Atrial fibrillation, the rapid and uncoordinated beating of the upper chambers of the heart, is a fairly common disorder that has been linked to an increased risk of blood clots and strokes. Now, researchers have found that dementia occurs quite frequently in the years following a diagnosis of atrial fibrillation.
Dr. Teresa S. M. Tsang at the Mayo Clinic in Rochester, Minnesota and colleagues identified 2837 patients first diagnosed with atrial fibrillation between 1986 and 2000, and who were followed until 2004.
Dementia was diagnosed in 299 patients during an average follow-up of 4.6 years. The incidence rate of dementia was more than three times higher in the overall group than among residents in the local county aged 50 years and older, the investigators report in the European Heart Journal.
The mortality rate was also higher among those with atrial fibrillation-related dementia compared to those who remained mentally intact.

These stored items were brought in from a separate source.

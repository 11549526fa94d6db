use smallvec::SmallVec;

/// Every DOM event type the layer listens to.
#[derive(Clone, Copy, Debug, PartialEq, Eq, Hash)]
pub enum EventKind {
    MouseOver,
    MouseDown,
    MouseUp,
    Click,
    TouchStart,
    TouchMove,
    TouchEnd,
    TouchCancel,
}

impl EventKind {
    pub const fn as_str(self) -> &'static str {
        match self {
            EventKind::MouseOver => "mouseover",
            EventKind::MouseDown => "mousedown",
            EventKind::MouseUp => "mouseup",
            EventKind::Click => "click",
            EventKind::TouchStart => "touchstart",
            EventKind::TouchMove => "touchmove",
            EventKind::TouchEnd => "touchend",
            EventKind::TouchCancel => "touchcancel",
        }
    }

    /// Parses a DOM event `type`.
    pub fn from_type(name: &str) -> Option<Self> {
        Some(match name {
            "mouseover" => EventKind::MouseOver,
            "mousedown" => EventKind::MouseDown,
            "mouseup" => EventKind::MouseUp,
            "click" => EventKind::Click,
            "touchstart" => EventKind::TouchStart,
            "touchmove" => EventKind::TouchMove,
            "touchend" => EventKind::TouchEnd,
            "touchcancel" => EventKind::TouchCancel,
            _ => return None,
        })
    }

    pub fn touch_kind(self) -> Option<TouchKind> {
        match self {
            EventKind::TouchStart => Some(TouchKind::Start),
            EventKind::TouchMove => Some(TouchKind::Move),
            EventKind::TouchEnd => Some(TouchKind::End),
            EventKind::TouchCancel => Some(TouchKind::Cancel),
            _ => None,
        }
    }

    pub fn mouse_kind(self) -> Option<MouseKind> {
        match self {
            EventKind::MouseOver => Some(MouseKind::Over),
            EventKind::MouseDown => Some(MouseKind::Down),
            EventKind::MouseUp => Some(MouseKind::Up),
            EventKind::Click => Some(MouseKind::Click),
            _ => None,
        }
    }

    pub fn is_touch(self) -> bool {
        matches!(
            self,
            EventKind::TouchStart | EventKind::TouchMove | EventKind::TouchEnd | EventKind::TouchCancel
        )
    }
}

#[derive(Clone, Copy, Debug, PartialEq, Eq)]
pub enum TouchKind {
    Start,
    Move,
    End,
    Cancel,
}

impl TouchKind {
    pub fn event_kind(self) -> EventKind {
        match self {
            TouchKind::Start => EventKind::TouchStart,
            TouchKind::Move => EventKind::TouchMove,
            TouchKind::End => EventKind::TouchEnd,
            TouchKind::Cancel => EventKind::TouchCancel,
        }
    }
}

#[derive(Clone, Copy, Debug, PartialEq, Eq)]
pub enum MouseKind {
    Over,
    Down,
    Up,
    Click,
}

impl MouseKind {
    pub fn event_kind(self) -> EventKind {
        match self {
            MouseKind::Over => EventKind::MouseOver,
            MouseKind::Down => EventKind::MouseDown,
            MouseKind::Up => EventKind::MouseUp,
            MouseKind::Click => EventKind::Click,
        }
    }
}

/// One contact point, in the coordinate spaces the DOM reports.
#[derive(Clone, Copy, Debug, Default, PartialEq)]
pub struct TouchPoint {
    pub identifier: i64,
    pub page_x: f64,
    pub page_y: f64,
    pub screen_x: f64,
    pub screen_y: f64,
    pub client_x: f64,
    pub client_y: f64,
}

impl TouchPoint {
    /// A touch whose page, client and screen coordinates coincide.
    pub fn at(identifier: i64, x: f64, y: f64) -> Self {
        Self {
            identifier,
            page_x: x,
            page_y: y,
            screen_x: x,
            screen_y: y,
            client_x: x,
            client_y: y,
        }
    }
}

/// Touch lists almost always hold a single point.
pub type TouchList = SmallVec<[TouchPoint; 2]>;

/// A touch event as seen by the controller.
///
/// `target` is already resolved to an element; text-node targets are mapped
/// to their parent by the host.
#[derive(Clone, Debug)]
pub struct TouchInput<E> {
    pub kind: TouchKind,
    pub target: E,
    /// Event time in milliseconds.
    pub time_stamp: f64,
    pub target_touches: TouchList,
    pub changed_touches: TouchList,
}

impl<E> TouchInput<E> {
    pub fn new(kind: TouchKind, target: E, time_stamp: f64, touch: TouchPoint) -> Self {
        let target_touches = match kind {
            TouchKind::Start | TouchKind::Move => smallvec::smallvec![touch],
            TouchKind::End | TouchKind::Cancel => TouchList::new(),
        };
        Self {
            kind,
            target,
            time_stamp,
            target_touches,
            changed_touches: smallvec::smallvec![touch],
        }
    }

    /// Adds an extra finger on the target, as a second simultaneous touch.
    pub fn with_extra_touch(mut self, touch: TouchPoint) -> Self {
        self.target_touches.push(touch);
        self
    }

    pub fn first_target_touch(&self) -> Option<&TouchPoint> {
        self.target_touches.first()
    }

    pub fn first_changed_touch(&self) -> Option<&TouchPoint> {
        self.changed_touches.first()
    }
}

/// A mouse or click event as seen by the controller.
#[derive(Clone, Debug)]
pub struct MouseInput<E> {
    pub kind: MouseKind,
    pub target: E,
    /// `false` for programmatic events that cannot be cancelled.
    pub cancelable: bool,
    /// Click count; zero for the keyboard-submit clicks some browsers fake.
    pub detail: i32,
    /// Set on events this library synthesised itself.
    pub forwarded: bool,
}

impl<E> MouseInput<E> {
    /// A trusted, cancelable single click or press as the browser sends it.
    pub fn native(kind: MouseKind, target: E) -> Self {
        Self {
            kind,
            target,
            cancelable: true,
            detail: 1,
            forwarded: false,
        }
    }
}

#[derive(Clone, Debug)]
pub enum LayerEvent<E> {
    Touch(TouchInput<E>),
    Mouse(MouseInput<E>),
}

impl<E> LayerEvent<E> {
    pub fn kind(&self) -> EventKind {
        match self {
            LayerEvent::Touch(touch) => touch.kind.event_kind(),
            LayerEvent::Mouse(mouse) => mouse.kind.event_kind(),
        }
    }

    pub fn target(&self) -> &E {
        match self {
            LayerEvent::Touch(touch) => &touch.target,
            LayerEvent::Mouse(mouse) => &mouse.target,
        }
    }
}

/// What the host must do with the DOM event after a handler ran.
#[derive(Clone, Copy, Debug, Default, PartialEq, Eq)]
pub struct EventResponse {
    pub prevent_default: bool,
    pub stop_propagation: bool,
    pub stop_immediate_propagation: bool,
}

impl EventResponse {
    /// Let the event continue untouched.
    pub const PASS: Self = Self {
        prevent_default: false,
        stop_propagation: false,
        stop_immediate_propagation: false,
    };

    /// Cancel only the default action.
    pub const PREVENT_DEFAULT: Self = Self {
        prevent_default: true,
        stop_propagation: false,
        stop_immediate_propagation: false,
    };

    /// Swallow the event: no default action and no further listeners.
    pub const SUPPRESS: Self = Self {
        prevent_default: true,
        stop_propagation: true,
        stop_immediate_propagation: true,
    };

    pub fn is_pass(&self) -> bool {
        *self == Self::PASS
    }

    pub fn is_suppressed(&self) -> bool {
        *self == Self::SUPPRESS
    }
}

#[cfg(test)]
#[path = "../tests/input_tests.rs"]
mod tests;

In another analysis comparing their cohort with the age-matched general Minnesota population, the team estimated that atrial fibrillation increased the risk of dying by 80 percent prior to a diagnosis of dementia, and by approximately threefold after onset of dementia.
Tsang and her associates suggest that “silent” strokes or blood clots affecting blood flow to the brain may explain the increased risk of dementia linked to atrial fibrillation.